Para o arquiteto e pesquisador em patrimônio cultural Antônio Soukef Júnior apagar a história para reescrevê-la não parece uma boa estratégia. Incendiar monumentos ou destruir símbolos impede a reflexão sobre os atos do passado e não colabora para a solução do problema. Mais importante do que a demolição de um monumento é preparar crianças, jovens e adultos para a discussão crítica, mantendo os símbolos onde estão ou transferindo-os para museus ou instituições culturais. É a partir da descrição dos fatos contextualizados no tempo histórico e social que a crítica deve ser feita, jogando luz sobre os motivos que os geraram e que, embora iniciados em séculos passados, ainda se perpetuam por meio de políticas públicas. Como entender o presente sem mencionar o passado? Simplesmente abolir o que foi feito porque não condiz com nossas crenças e valores atuais?

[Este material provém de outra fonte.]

//! Resilient HTTP fetcher
//!
//! This module handles every request the crawler makes, including:
//! - URL validation before any network I/O
//! - A single insecure retry after a TLS failure
//! - A bounded retry budget with backoff for transient failures
//! - Classification of outcomes into usable and unusable statuses

use crate::crawler::gate::HostGate;
use crate::crawler::session::{Method, RawResponse, Transport, TransportError, TransportRequest};
use crate::state::ItemState;
use crate::url::{extract_host, parse_web_url};
use crate::HarvestError;
use std::fmt;
use std::sync::Arc;
use std::time::Duration;
use tokio_util::sync::CancellationToken;
use url::Url;

/// HTTP statuses treated as a usable page
pub const USABLE_STATUSES: [u16; 3] = [200, 301, 302];

/// Default number of attempts per item
pub const DEFAULT_MAX_RETRIES: u32 = 5;

/// Why no HTTP response was obtained
#[derive(Debug, Clone, Copy, PartialEq, Eq, Hash)]
pub enum ErrorTag {
    Timeout,
    ConnectionError,
    TlsError,
    TooManyRedirects,
}

impl ErrorTag {
    /// Stable lowercase name, used in logs and result files
    pub fn as_str(&self) -> &'static str {
        match self {
            Self::Timeout => "timeout",
            Self::ConnectionError => "connection_error",
            Self::TlsError => "tls_error",
            Self::TooManyRedirects => "too_many_redirects",
        }
    }
}

impl fmt::Display for ErrorTag {
    fn fmt(&self, f: &mut fmt::Formatter<'_>) -> fmt::Result {
        f.write_str(self.as_str())
    }
}

impl From<&TransportError> for ErrorTag {
    fn from(error: &TransportError) -> Self {
        match error {
            TransportError::Timeout => Self::Timeout,
            TransportError::Tls(_) => Self::TlsError,
            TransportError::TooManyRedirects => Self::TooManyRedirects,
            TransportError::Connect(_) | TransportError::Other(_) => Self::ConnectionError,
        }
    }
}

/// Status of a fetch: an HTTP code or the reason there is none
#[derive(Debug, Clone, Copy, PartialEq, Eq, Hash)]
pub enum FetchStatus {
    Http(u16),
    Error(ErrorTag),
}

impl FetchStatus {
    /// Returns true for 200, 301 and 302
    pub fn is_usable(&self) -> bool {
        matches!(self, Self::Http(code) if USABLE_STATUSES.contains(code))
    }

    /// The HTTP code, if a response was obtained
    pub fn code(&self) -> Option<u16> {
        match self {
            Self::Http(code) => Some(*code),
            Self::Error(_) => None,
        }
    }
}

impl fmt::Display for FetchStatus {
    fn fmt(&self, f: &mut fmt::Formatter<'_>) -> fmt::Result {
        match self {
            Self::Http(code) => write!(f, "{}", code),
            Self::Error(tag) => write!(f, "{}", tag),
        }
    }
}

/// Result of one fetch
#[derive(Debug, Clone, PartialEq, Eq)]
pub struct FetchOutcome {
    pub status: FetchStatus,
    /// Response body; absent when no response was obtained
    pub body: Option<Vec<u8>>,
    /// URL after redirects; absent when no response was obtained
    pub final_url: Option<Url>,
}

impl FetchOutcome {
    /// Outcome for a response received from the network
    pub fn from_response(response: RawResponse) -> Self {
        Self {
            status: FetchStatus::Http(response.status),
            body: Some(response.body),
            final_url: Some(response.final_url),
        }
    }

    /// Synthesized outcome for an exchange that produced no response
    pub fn from_error(tag: ErrorTag) -> Self {
        Self {
            status: FetchStatus::Error(tag),
            body: None,
            final_url: None,
        }
    }

    /// Returns true for 200, 301 and 302
    pub fn is_usable(&self) -> bool {
        self.status.is_usable()
    }
}

/// Retry budget for transient failures
#[derive(Debug, Clone, Copy, PartialEq, Eq)]
pub struct RetryPolicy {
    /// Total attempts, the first one included
    pub max_retries: u32,
    /// Delay before the next attempt after a failure
    pub backoff: Duration,
}

impl Default for RetryPolicy {
    fn default() -> Self {
        Self {
            max_retries: DEFAULT_MAX_RETRIES,
            backoff: Duration::from_secs(2),
        }
    }
}

/// A request for the fetcher
#[derive(Debug, Clone, PartialEq, Eq)]
pub struct FetchRequest {
    pub url: String,
    pub method: Method,
    /// Form body, only sent with `Method::Post`
    pub form: Vec<(String, String)>,
    pub allow_redirects: bool,
    /// `None` for single-shot fetches
    pub retry: Option<RetryPolicy>,
}

impl FetchRequest {
    /// Single-shot GET that follows redirects
    pub fn get(url: impl Into<String>) -> Self {
        Self {
            url: url.into(),
            method: Method::Get,
            form: Vec::new(),
            allow_redirects: true,
            retry: None,
        }
    }

    /// Single-shot POST with a form body
    pub fn post(url: impl Into<String>, form: Vec<(String, String)>) -> Self {
        Self {
            url: url.into(),
            method: Method::Post,
            form,
            allow_redirects: true,
            retry: None,
        }
    }

    pub fn with_redirects(mut self, allow_redirects: bool) -> Self {
        self.allow_redirects = allow_redirects;
        self
    }

    pub fn with_retry(mut self, policy: RetryPolicy) -> Self {
        self.retry = Some(policy);
        self
    }
}

/// Issues requests through a `Transport` with retry and TLS fallback policy
///
/// # Request Flow
///
/// 1. Reject malformed URLs with `InvalidUrl` (no I/O)
/// 2. Wait until the host is out of its shared cooldown
/// 3. Send the request
/// 4. On a TLS failure, resend once without certificate verification
///
/// # Failure Handling
///
/// | Mode | Transient failure | Budget exhausted |
/// |------|-------------------|------------------|
/// | Single-shot | Error-tagged outcome | n/a |
/// | Retry | Backoff, then retry | `Connectivity` error |
///
/// The insecure TLS resend never consumes retry budget. Any HTTP status ends
/// the retry loop.
#[derive(Clone)]
pub struct Fetcher {
    transport: Arc<dyn Transport>,
    gate: HostGate,
    cancel: CancellationToken,
}

impl Fetcher {
    /// Creates a fetcher with a fresh host gate
    pub fn new(transport: Arc<dyn Transport>) -> Self {
        Self {
            transport,
            gate: HostGate::new(),
            cancel: CancellationToken::new(),
        }
    }

    /// Returns a fetcher sharing transport and host gate, bound to `cancel`
    pub fn with_cancellation(&self, cancel: CancellationToken) -> Self {
        Self {
            transport: Arc::clone(&self.transport),
            gate: self.gate.clone(),
            cancel,
        }
    }

    /// Per-host state shared by clones of this fetcher
    pub fn gate(&self) -> &HostGate {
        &self.gate
    }

    /// Fetches a URL according to `request`
    ///
    /// # Returns
    ///
    /// * `Ok(FetchOutcome)` - A response, or an error-tagged outcome in
    ///   single-shot mode
    /// * `Err(InvalidUrl)` - The URL is malformed
    /// * `Err(Connectivity)` - The retry budget ran out without a response
    /// * `Err(Cancelled)` - The run was cancelled
    pub async fn fetch(&self, request: &FetchRequest) -> Result<FetchOutcome, HarvestError> {
        let url = parse_web_url(&request.url).ok_or_else(|| HarvestError::InvalidUrl {
            url: request.url.clone(),
        })?;
        let host = extract_host(&url).unwrap_or_default();

        let transport_request = TransportRequest {
            method: request.method,
            url,
            form: request.form.clone(),
            allow_redirects: request.allow_redirects,
            insecure: false,
        };

        match request.retry {
            None => self.fetch_once(&host, &transport_request).await,
            Some(policy) => {
                self.fetch_with_retry(&host, &transport_request, policy)
                    .await
            }
        }
    }

    async fn fetch_once(
        &self,
        host: &str,
        request: &TransportRequest,
    ) -> Result<FetchOutcome, HarvestError> {
        self.gate.wait_turn(host, &self.cancel).await?;

        match self.attempt(host, request).await {
            Ok(response) => {
                self.gate.record_response(host);
                Ok(FetchOutcome::from_response(response))
            }
            Err(error) => {
                let tag = ErrorTag::from(&error);
                tracing::debug!("Fetch of {} failed: {}", request.url, error);
                Ok(FetchOutcome::from_error(tag))
            }
        }
    }

    async fn fetch_with_retry(
        &self,
        host: &str,
        request: &TransportRequest,
        policy: RetryPolicy,
    ) -> Result<FetchOutcome, HarvestError> {
        let mut state = ItemState::Pending;
        let mut attempts = 0;

        loop {
            self.gate.wait_turn(host, &self.cancel).await?;
            state = state.transition(ItemState::Requesting)?;
            attempts += 1;

            match self.attempt(host, request).await {
                Ok(response) => {
                    self.gate.record_response(host);
                    state = state.transition(ItemState::Success(response.status))?;
                    tracing::debug!(
                        "{} -> {} after {} attempt(s)",
                        request.url,
                        state,
                        attempts
                    );
                    return Ok(FetchOutcome::from_response(response));
                }
                Err(error) => {
                    let tag = ErrorTag::from(&error);
                    if attempts >= policy.max_retries {
                        state = state.transition(ItemState::Failed(tag))?;
                        tracing::warn!(
                            "{} -> {} after {} attempt(s): {}",
                            request.url,
                            state,
                            attempts,
                            error
                        );
                        return Err(HarvestError::Connectivity {
                            url: request.url.to_string(),
                            attempts,
                            last: tag,
                        });
                    }

                    state = state.transition(ItemState::Retrying)?;
                    self.gate.record_failure(host, policy.backoff);
                    tracing::debug!(
                        "Attempt {}/{} for {} failed ({}); retrying in {:?}",
                        attempts,
                        policy.max_retries,
                        request.url,
                        error,
                        policy.backoff
                    );
                }
            }
        }
    }

    /// Sends one request, with the insecure resend after a TLS failure
    async fn attempt(
        &self,
        host: &str,
        request: &TransportRequest,
    ) -> Result<RawResponse, TransportError> {
        self.gate.record_request(host);
        match self.transport.send(request).await {
            Err(TransportError::Tls(reason)) if !request.insecure => {
                tracing::warn!(
                    "TLS failure for {} ({}); retrying once without certificate verification",
                    request.url,
                    reason
                );
                let insecure = TransportRequest {
                    insecure: true,
                    ..request.clone()
                };
                self.gate.record_request(host);
                self.transport.send(&insecure).await
            }
            other => other,
        }
    }
}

Há algumas semanas escrevi uma coluna sobre políticas públicas federais que incentivam a ocupação dos aldeamentos indígenas e destruição da cultura quilombola dizimando, ainda hoje, povos ainda representados nas três esferas de poder. Mesmo tecnicamente comprovado que as ocupações contribuem sobremaneira para a preservação ambiental local e do planeta, gerando inclusive recursos econômicos aos povos envolvidos, sua representação política frente à criação de leis, normas, fiscalizações não se faz presente nas ações governamentais. O atual governo federal continua maltratando sistematicamente cidadãos brasileiros por meio de políticas públicas erráticas (e criminosas) que destroem a cultura, a educação, o ambiente e que, há cerca de 500 dias, matam cerca de 550 mil brasileiros por ausência de vacinas.

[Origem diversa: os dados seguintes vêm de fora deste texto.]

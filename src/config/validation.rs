use crate::config::types::{Config, FetchConfig, OutputConfig, PatternConfig, SearchConfig};
use crate::ConfigError;
use url::Url;

/// Upper bound for `fetch.wait-seconds`
const MAX_WAIT_SECONDS: u64 = 3600;

/// Validates the entire configuration
pub fn validate(config: &Config) -> Result<(), ConfigError> {
    validate_search_config(&config.search)?;
    validate_fetch_config(&config.fetch)?;
    validate_pattern_config(&config.pattern)?;
    validate_output_config(&config.output)?;
    validate_headers(config)?;
    Ok(())
}

/// Validates the search template and placeholder
fn validate_search_config(config: &SearchConfig) -> Result<(), ConfigError> {
    if config.placeholder.is_empty() {
        return Err(ConfigError::Validation(
            "placeholder cannot be empty".to_string(),
        ));
    }

    // POST searches may carry the key only in the form body
    let occurrences = config.url_template.matches(&config.placeholder).count();
    if occurrences > 1 || (occurrences == 0 && !config.use_post) {
        return Err(ConfigError::Validation(format!(
            "url-template must contain the placeholder '{}' exactly once, found {}",
            config.placeholder, occurrences
        )));
    }

    // The template must still be a valid URL once a key is substituted
    let sample = config.url_template.replace(&config.placeholder, "key");
    let url = Url::parse(&sample)
        .map_err(|e| ConfigError::InvalidUrl(format!("Invalid url-template: {}", e)))?;

    if url.scheme() != "http" && url.scheme() != "https" {
        return Err(ConfigError::InvalidUrl(format!(
            "url-template must use http or https, got '{}'",
            url.scheme()
        )));
    }

    if config.use_post && config.post_form().is_empty() {
        return Err(ConfigError::Validation(
            "search.form cannot be empty when use-post is set".to_string(),
        ));
    }

    Ok(())
}

/// Validates fetch limits
fn validate_fetch_config(config: &FetchConfig) -> Result<(), ConfigError> {
    if config.max_retries < 1 || config.max_retries > 100 {
        return Err(ConfigError::Validation(format!(
            "max-retries must be between 1 and 100, got {}",
            config.max_retries
        )));
    }

    if config.concurrency < 1 || config.concurrency > 64 {
        return Err(ConfigError::Validation(format!(
            "concurrency must be between 1 and 64, got {}",
            config.concurrency
        )));
    }

    if config.wait_seconds > MAX_WAIT_SECONDS {
        return Err(ConfigError::Validation(format!(
            "wait-seconds must be at most {}, got {}",
            MAX_WAIT_SECONDS, config.wait_seconds
        )));
    }

    if config.timeout_seconds < 1 {
        return Err(ConfigError::Validation(format!(
            "timeout-seconds must be >= 1, got {}",
            config.timeout_seconds
        )));
    }

    if matches!(&config.user_agent, Some(agent) if agent.trim().is_empty()) {
        return Err(ConfigError::Validation(
            "user-agent cannot be empty".to_string(),
        ));
    }

    Ok(())
}

/// Validates the extraction pattern
fn validate_pattern_config(config: &PatternConfig) -> Result<(), ConfigError> {
    for (field, value) in [
        ("tag", &config.tag),
        ("link-tag", &config.link_tag),
        ("link-attribute", &config.link_attribute),
    ] {
        if value.trim().is_empty() {
            return Err(ConfigError::Validation(format!(
                "pattern {} cannot be empty",
                field
            )));
        }
    }

    if config.attributes.keys().any(|name| name.trim().is_empty()) {
        return Err(ConfigError::Validation(
            "pattern attribute names cannot be empty".to_string(),
        ));
    }

    Ok(())
}

/// Validates output configuration
fn validate_output_config(config: &OutputConfig) -> Result<(), ConfigError> {
    if config.results_path.is_empty() {
        return Err(ConfigError::Validation(
            "results-path cannot be empty".to_string(),
        ));
    }

    if matches!(&config.archive_dir, Some(dir) if dir.is_empty()) {
        return Err(ConfigError::Validation(
            "archive-dir cannot be empty".to_string(),
        ));
    }

    Ok(())
}

/// Header names must be usable as HTTP header names
fn validate_headers(config: &Config) -> Result<(), ConfigError> {
    for name in config.headers.keys() {
        let valid = !name.is_empty()
            && name
                .chars()
                .all(|c| c.is_ascii_alphanumeric() || c == '-' || c == '_');
        if !valid {
            return Err(ConfigError::Validation(format!(
                "invalid header name '{}'",
                name
            )));
        }
    }
    Ok(())
}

Alguns colegas que comentaram sobre o assunto entendem que o acesso à construção simbólica da cidade é restrito a pouquíssimos grupos e que, reduzir a questão do ataque em um monumento a um ato de vandalismo é, também, reduzir um assunto complexo como o direito à cidade, menosprezando o sentido político do ato. Discordo, pois o que mais chama a atenção deste caso é o incêndio de pneus e o conjunto de pessoas que, agindo como black blocs, incendiaram o tal monstrengo e fugiram. Querem protestar? Comecem assumindo seus atos. O jornalista Reinaldo Azevedo utilizou seu Twitter para destacar que, enquanto o Brasil inteiro manifesta-se pacificamente pelo impeachment de Bolsonaro, meia dúzia de tolos ateia fogo à estátua de Borba Gato e essa vira a imagem do dia para a felicidade dos bolsonaristas. Seu texto exprime claramente a situação.

*Esse texto não reflete, necessariamente, a opinião da Jovem Pan.